//! HTTP JSON-RPC client for a Steem node, backed by `reqwest`.
//!
//! Features:
//! - Automatic retry with exponential backoff for transient errors
//! - Ranged block fetches as JSON-RPC batches, several batches in flight
//! - Implements [`ChainSource`] for the sync orchestrator

use std::collections::HashMap;
use std::sync::atomic::{AtomicU64, Ordering};
use std::time::Duration;

use async_trait::async_trait;
use futures::stream::{self, StreamExt, TryStreamExt};
use serde::de::DeserializeOwned;
use serde_json::{json, Value};

use hiveindex_core::error::IndexerError;
use hiveindex_core::source::{ChainProperties, ChainSource};
use hiveindex_core::types::SignedBlock;

use crate::error::TransportError;
use crate::retry::{RetryConfig, RetryPolicy};
use crate::rpc::{JsonRpcRequest, JsonRpcResponse, RpcId};

const GET_BLOCK: &str = "condenser_api.get_block";
const GET_DYNAMIC_GLOBAL_PROPERTIES: &str = "condenser_api.get_dynamic_global_properties";

/// Configuration for [`SteemClient`].
#[derive(Debug, Clone)]
pub struct SteemClientConfig {
    pub retry: RetryConfig,
    pub request_timeout: Duration,
    /// Blocks requested per JSON-RPC batch.
    pub batch_size: usize,
    /// Batches in flight at once during ranged fetches.
    pub max_concurrency: usize,
}

impl Default for SteemClientConfig {
    fn default() -> Self {
        Self {
            retry: RetryConfig::default(),
            request_timeout: Duration::from_secs(30),
            batch_size: 50,
            max_concurrency: 4,
        }
    }
}

/// JSON-RPC client for one Steem node.
pub struct SteemClient {
    url: String,
    http: reqwest::Client,
    retry: RetryPolicy,
    batch_size: usize,
    max_concurrency: usize,
    next_id: AtomicU64,
}

impl SteemClient {
    /// Create a new client for the given JSON-RPC endpoint URL.
    pub fn new(url: impl Into<String>, config: SteemClientConfig) -> Result<Self, TransportError> {
        let http = reqwest::Client::builder()
            .timeout(config.request_timeout)
            .build()?;

        Ok(Self {
            url: url.into(),
            http,
            retry: RetryPolicy::new(config.retry),
            batch_size: config.batch_size.max(1),
            max_concurrency: config.max_concurrency.max(1),
            next_id: AtomicU64::new(1),
        })
    }

    /// Create with default configuration.
    pub fn default_for(url: impl Into<String>) -> Result<Self, TransportError> {
        Self::new(url, SteemClientConfig::default())
    }

    pub fn url(&self) -> &str {
        &self.url
    }

    fn request(&self, method: &str, params: Vec<Value>) -> JsonRpcRequest {
        JsonRpcRequest::new(self.next_id.fetch_add(1, Ordering::Relaxed), method, params)
    }

    /// Call `method` and decode its result.
    pub async fn call<T: DeserializeOwned>(
        &self,
        method: &str,
        params: Vec<Value>,
    ) -> Result<T, TransportError> {
        let req = self.request(method, params);
        let resp: JsonRpcResponse = self.post_with_retry(&req).await?;
        let value = resp.into_result().map_err(TransportError::Rpc)?;
        Ok(serde_json::from_value(value)?)
    }

    /// Send `reqs` as one JSON-RPC batch; results come back in request order.
    pub async fn call_batch(&self, reqs: Vec<JsonRpcRequest>) -> Result<Vec<Value>, TransportError> {
        if reqs.is_empty() {
            return Ok(vec![]);
        }
        let responses: Vec<JsonRpcResponse> = self.post_with_retry(&reqs).await?;
        order_batch(&reqs, responses)
    }

    async fn post_with_retry<B, R>(&self, body: &B) -> Result<R, TransportError>
    where
        B: serde::Serialize + ?Sized + Sync,
        R: DeserializeOwned,
    {
        let mut attempt = 0u32;
        loop {
            attempt += 1;
            match self.post_once(body).await {
                Ok(resp) => return Ok(resp),
                Err(e) if e.is_retryable() => match self.retry.next_delay(attempt) {
                    Some(delay) => {
                        tracing::warn!(
                            attempt,
                            delay_ms = delay.as_millis() as u64,
                            error = %e,
                            url = %self.url,
                            "retrying request"
                        );
                        tokio::time::sleep(delay).await;
                    }
                    None => {
                        tracing::error!(attempt, error = %e, url = %self.url, "max retries exceeded");
                        return Err(e);
                    }
                },
                Err(e) => return Err(e),
            }
        }
    }

    async fn post_once<B, R>(&self, body: &B) -> Result<R, TransportError>
    where
        B: serde::Serialize + ?Sized + Sync,
        R: DeserializeOwned,
    {
        let resp = self.http.post(&self.url).json(body).send().await?;

        if !resp.status().is_success() {
            let status = resp.status().as_u16();
            let body = resp.text().await.unwrap_or_default();
            return Err(TransportError::Http(format!("HTTP {status}: {body}")));
        }

        Ok(resp.json::<R>().await?)
    }

    /// Fetch blocks `numbers` in one batch. Every block must exist.
    async fn fetch_batch(&self, numbers: Vec<u64>) -> Result<Vec<SignedBlock>, TransportError> {
        let reqs: Vec<_> = numbers
            .iter()
            .map(|n| self.request(GET_BLOCK, vec![json!(n)]))
            .collect();
        let results = self.call_batch(reqs).await?;

        numbers
            .into_iter()
            .zip(results)
            .map(|(n, value)| {
                if value.is_null() {
                    return Err(TransportError::Unexpected(format!("block {n} not found")));
                }
                let block: SignedBlock = serde_json::from_value(value)?;
                check_number(&block, n)?;
                Ok(block)
            })
            .collect()
    }
}

/// Match batch responses to requests by id; a node may reorder them.
fn order_batch(
    reqs: &[JsonRpcRequest],
    responses: Vec<JsonRpcResponse>,
) -> Result<Vec<Value>, TransportError> {
    let mut by_id: HashMap<RpcId, JsonRpcResponse> =
        responses.into_iter().map(|r| (r.id.clone(), r)).collect();
    reqs.iter()
        .map(|req| {
            let resp = by_id
                .remove(&req.id)
                .ok_or_else(|| TransportError::Unexpected(format!("no response for id {}", req.id)))?;
            resp.into_result().map_err(TransportError::Rpc)
        })
        .collect()
}

fn check_number(block: &SignedBlock, expected: u64) -> Result<(), TransportError> {
    let actual = block
        .number()
        .map_err(|e| TransportError::Unexpected(e.to_string()))?;
    if actual != expected {
        return Err(TransportError::Unexpected(format!(
            "asked for block {expected}, got {actual}"
        )));
    }
    Ok(())
}

#[async_trait]
impl ChainSource for SteemClient {
    async fn get_block(&self, number: u64) -> Result<Option<SignedBlock>, IndexerError> {
        let block: Option<SignedBlock> = self.call(GET_BLOCK, vec![json!(number)]).await?;
        if let Some(block) = &block {
            check_number(block, number)?;
        }
        Ok(block)
    }

    async fn get_blocks_range(
        &self,
        from: u64,
        to: u64,
    ) -> Result<Vec<SignedBlock>, IndexerError> {
        let numbers: Vec<u64> = (from..to).collect();
        let batches: Vec<Vec<u64>> = numbers.chunks(self.batch_size).map(<[u64]>::to_vec).collect();

        let fetched: Vec<Vec<SignedBlock>> = stream::iter(batches)
            .map(|batch| self.fetch_batch(batch))
            .buffered(self.max_concurrency)
            .try_collect()
            .await?;

        tracing::debug!(from, to, "fetched block range");
        Ok(fetched.into_iter().flatten().collect())
    }

    async fn dynamic_properties(&self) -> Result<ChainProperties, IndexerError> {
        Ok(self.call(GET_DYNAMIC_GLOBAL_PROPERTIES, vec![]).await?)
    }
}
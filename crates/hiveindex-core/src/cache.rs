//! Boundary to the post-cache subsystem.
//!
//! The cache owns the derived, read-optimized view of each post (payout,
//! votes, rendered body). The indexer only tells it which posts went stale
//! and asks which posts crossed their payout time.

use async_trait::async_trait;
use chrono::NaiveDateTime;

use crate::error::IndexerError;
use crate::types::PostKey;

/// Derived post cache and payout bookkeeping.
#[async_trait]
pub trait PostCache: Send + Sync {
    /// Recompute the cached view of `posts` as of chain time `as_of`.
    async fn recompute(&self, posts: &[PostKey], as_of: NaiveDateTime) -> Result<(), IndexerError>;

    /// Posts whose payout window has elapsed at `as_of` but whose cached
    /// view does not reflect it yet.
    async fn select_paidout_posts(&self, as_of: NaiveDateTime)
        -> Result<Vec<PostKey>, IndexerError>;

    /// Create cache rows for live posts that have none (after a crash).
    async fn repair_missing(&self) -> Result<u64, IndexerError>;

    /// Rebuild every cache row (after an initial sync).
    async fn rebuild_all(&self, as_of: NaiveDateTime) -> Result<u64, IndexerError>;

    /// `true` when nothing has been cached yet, i.e. this is an initial sync.
    async fn is_empty(&self) -> Result<bool, IndexerError>;
}
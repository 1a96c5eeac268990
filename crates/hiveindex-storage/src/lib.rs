//! hiveindex-storage: persistent backends for HiveIndex.
//!
//! Backends:
//! - [`hiveindex_core::memory::MemoryStore`]: in-memory (dev/testing, no persistence)
//! - [`sqlite`]: SQLite via `sqlx` (embedded, single-file persistence),
//!   together with a SQLite-backed post cache

#[cfg(feature = "sqlite")]
pub mod sqlite;

#[cfg(feature = "sqlite")]
pub use sqlite::{SqlitePostCache, SqliteStorage};
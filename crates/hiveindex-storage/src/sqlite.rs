//! SQLite storage backend for HiveIndex.
//!
//! Persists blocks, accounts, posts, the feed cache, the social graph and
//! the post cache to a single SQLite file.
//!
//! All access goes through a pool of exactly one connection, so the
//! `BEGIN`/`COMMIT` issued by [`StoreGateway::begin`] and
//! [`StoreGateway::commit`] bracket every statement run in between, including
//! the ones issued by a [`SqlitePostCache`] sharing the pool.
//!
//! # Usage
//! ```rust,no_run
//! use hiveindex_storage::sqlite::{SqlitePostCache, SqliteStorage};
//!
//! # async fn example() -> Result<(), Box<dyn std::error::Error>> {
//! // File-backed (persistent)
//! let store = SqliteStorage::open("./hive.db").await?;
//! let cache = SqlitePostCache::new(&store);
//!
//! // In-memory (tests / ephemeral)
//! let store = SqliteStorage::in_memory().await?;
//! # Ok(())
//! # }
//! ```

use std::sync::atomic::{AtomicBool, Ordering};

use async_trait::async_trait;
use chrono::{DateTime, Duration, NaiveDateTime};
use sqlx::sqlite::{SqlitePoolOptions, SqliteRow};
use sqlx::{Row, SqlitePool};
use tracing::debug;

use hiveindex_core::cache::PostCache;
use hiveindex_core::error::IndexerError;
use hiveindex_core::store::{FollowRow, FollowState, NewPost, PostPlacement, PostRow, StoreGateway};
use hiveindex_core::types::{BlockRecord, PostKey};

/// Posts pay out this long after creation.
pub const PAYOUT_WINDOW_DAYS: i64 = 7;

fn db_err(e: sqlx::Error) -> IndexerError {
    IndexerError::Storage(e.to_string())
}

fn to_unix(ts: NaiveDateTime) -> i64 {
    ts.and_utc().timestamp()
}

fn from_unix(secs: i64) -> Result<NaiveDateTime, IndexerError> {
    DateTime::from_timestamp(secs, 0)
        .map(|dt| dt.naive_utc())
        .ok_or_else(|| IndexerError::Storage(format!("timestamp out of range: {secs}")))
}
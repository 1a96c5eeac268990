//! Follow and reblog handling for the `follow` plugin namespace.

use chrono::NaiveDateTime;
use serde_json::{Map, Value};

use crate::accounts::is_valid_account_name;
use crate::error::IndexerError;
use crate::store::{FollowRow, FollowState, StoreGateway};

/// Result of applying one follow-namespace payload.
#[derive(Debug, Clone, Copy, PartialEq, Eq)]
pub enum FollowOutcome {
    Followed(FollowState),
    Reblogged,
    Unreblogged,
    Skipped(FollowSkip),
}

/// Soft validation failures; logged, never fatal.
#[derive(Debug, Clone, Copy, PartialEq, Eq)]
pub enum FollowSkip {
    /// Not a `[kind, {data}]` pair with a known kind.
    Shape,
    /// Required field missing or of the wrong type.
    Malformed,
    /// Unknown `what` keyword.
    UnknownState,
    /// Declared account differs from the signing account.
    Impersonation,
    InvalidAccount,
    /// Reblog target is a comment.
    CommentReblog,
    /// Reblog target does not exist.
    UnknownPost,
}

/// Apply a `follow` namespace payload signed by `account`.
pub async fn process_follow_payload(
    store: &dyn StoreGateway,
    account: &str,
    payload: &Value,
    date: NaiveDateTime,
) -> Result<FollowOutcome, IndexerError> {
    let outcome = match split_tagged(payload) {
        Some(("follow", data)) => apply_follow(store, account, data, date).await?,
        Some(("reblog", data)) => apply_reblog(store, account, data, date).await?,
        _ => FollowOutcome::Skipped(FollowSkip::Shape),
    };
    if let FollowOutcome::Skipped(reason) = outcome {
        tracing::warn!(account, %date, ?reason, %payload, "skipping follow op");
    }
    Ok(outcome)
}

fn split_tagged(payload: &Value) -> Option<(&str, &Map<String, Value>)> {
    match payload.as_array()?.as_slice() {
        [kind, data] => Some((kind.as_str()?, data.as_object()?)),
        _ => None,
    }
}

/// `null`, `false`, `0`, `""`, `[]` and `{}` all mean "no state given".
fn is_falsy(value: &Value) -> bool {
    match value {
        Value::Null => true,
        Value::Bool(b) => !b,
        Value::Number(n) => n.as_f64() == Some(0.0),
        Value::String(s) => s.is_empty(),
        Value::Array(a) => a.is_empty(),
        Value::Object(o) => o.is_empty(),
    }
}

fn str_field<'a>(data: &'a Map<String, Value>, key: &str) -> Option<&'a str> {
    data.get(key)?.as_str()
}

async fn apply_follow(
    store: &dyn StoreGateway,
    account: &str,
    data: &Map<String, Value>,
    date: NaiveDateTime,
) -> Result<FollowOutcome, IndexerError> {
    let Some(what) = data.get("what").and_then(Value::as_array) else {
        return Ok(FollowOutcome::Skipped(FollowSkip::Malformed));
    };
    let keyword = match what.first() {
        None => "clear",
        Some(value) if is_falsy(value) => "clear",
        Some(Value::String(s)) => s.as_str(),
        Some(_) => return Ok(FollowOutcome::Skipped(FollowSkip::UnknownState)),
    };
    let Some(state) = FollowState::from_keyword(keyword) else {
        return Ok(FollowOutcome::Skipped(FollowSkip::UnknownState));
    };
    let (Some(follower), Some(following)) =
        (str_field(data, "follower"), str_field(data, "following"))
    else {
        return Ok(FollowOutcome::Skipped(FollowSkip::Malformed));
    };

    if follower != account {
        return Ok(FollowOutcome::Skipped(FollowSkip::Impersonation));
    }
    if !is_valid_account_name(follower) || !is_valid_account_name(following) {
        return Ok(FollowOutcome::Skipped(FollowSkip::InvalidAccount));
    }

    store
        .upsert_follow(&FollowRow {
            follower: follower.to_string(),
            following: following.to_string(),
            state,
            created_at: date,
        })
        .await?;
    Ok(FollowOutcome::Followed(state))
}

async fn apply_reblog(
    store: &dyn StoreGateway,
    account: &str,
    data: &Map<String, Value>,
    date: NaiveDateTime,
) -> Result<FollowOutcome, IndexerError> {
    let (Some(blogger), Some(author), Some(permlink)) = (
        str_field(data, "account"),
        str_field(data, "author"),
        str_field(data, "permlink"),
    ) else {
        return Ok(FollowOutcome::Skipped(FollowSkip::Malformed));
    };

    if blogger != account {
        return Ok(FollowOutcome::Skipped(FollowSkip::Impersonation));
    }
    if !is_valid_account_name(author) || !is_valid_account_name(blogger) {
        return Ok(FollowOutcome::Skipped(FollowSkip::InvalidAccount));
    }

    let Some(post) = store.find_post(author, permlink).await? else {
        return Ok(FollowOutcome::Skipped(FollowSkip::UnknownPost));
    };
    if post.depth > 0 {
        return Ok(FollowOutcome::Skipped(FollowSkip::CommentReblog));
    }

    if str_field(data, "delete") == Some("delete") {
        store.delete_reblog(blogger, post.id).await?;
        store.delete_feed_entry(blogger, post.id).await?;
        Ok(FollowOutcome::Unreblogged)
    } else {
        store.insert_reblog(blogger, post.id, date).await?;
        store.insert_feed_entry(blogger, post.id, date).await?;
        Ok(FollowOutcome::Reblogged)
    }
}
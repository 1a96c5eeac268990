//! hiveindex-steem: Steem node access for HiveIndex.
//!
//! [`SteemClient`] implements [`hiveindex_core::ChainSource`] over the
//! node's `condenser_api` JSON-RPC interface.

pub mod client;
pub mod error;
pub mod retry;
pub mod rpc;

pub use client::{SteemClient, SteemClientConfig};
pub use error::TransportError;
pub use retry::{RetryConfig, RetryPolicy};
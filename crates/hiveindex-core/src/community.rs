//! Boundary to the community subsystem.
//!
//! The indexer never decides on its own whether a community tag is
//! acceptable; it asks a [`CommunityService`].

use async_trait::async_trait;
use chrono::NaiveDateTime;
use serde_json::Value;

use crate::accounts::is_valid_account_name;
use crate::error::IndexerError;
use crate::operation::CommentOp;

/// Community validation and community-op processing.
#[async_trait]
pub trait CommunityService: Send + Sync {
    /// Validate (and register, if the subsystem tracks membership) the
    /// community a new top-level post is created in.
    ///
    /// Returns the accepted community, or `None` to fall back to the author.
    async fn validate_post_community(
        &self,
        candidate: &str,
        op: &CommentOp,
    ) -> Result<Option<String>, IndexerError>;

    /// Process one `com.steemit.community` payload signed by `account`.
    async fn process_op(
        &self,
        account: &str,
        payload: &Value,
        date: NaiveDateTime,
    ) -> Result<(), IndexerError>;
}

/// Accepts any community that is a well-formed account name and ignores
/// community ops.
#[derive(Debug, Default, Clone, Copy)]
pub struct NameOnlyCommunities;

#[async_trait]
impl CommunityService for NameOnlyCommunities {
    async fn validate_post_community(
        &self,
        candidate: &str,
        _op: &CommentOp,
    ) -> Result<Option<String>, IndexerError> {
        Ok(is_valid_account_name(candidate).then(|| candidate.to_string()))
    }

    async fn process_op(
        &self,
        account: &str,
        payload: &Value,
        date: NaiveDateTime,
    ) -> Result<(), IndexerError> {
        tracing::debug!(account, %date, %payload, "community op ignored");
        Ok(())
    }
}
....
> [Task details]
If a line in the entries holds the word "HashMap", count it. Report the total only.

> [Result of this exercise]
2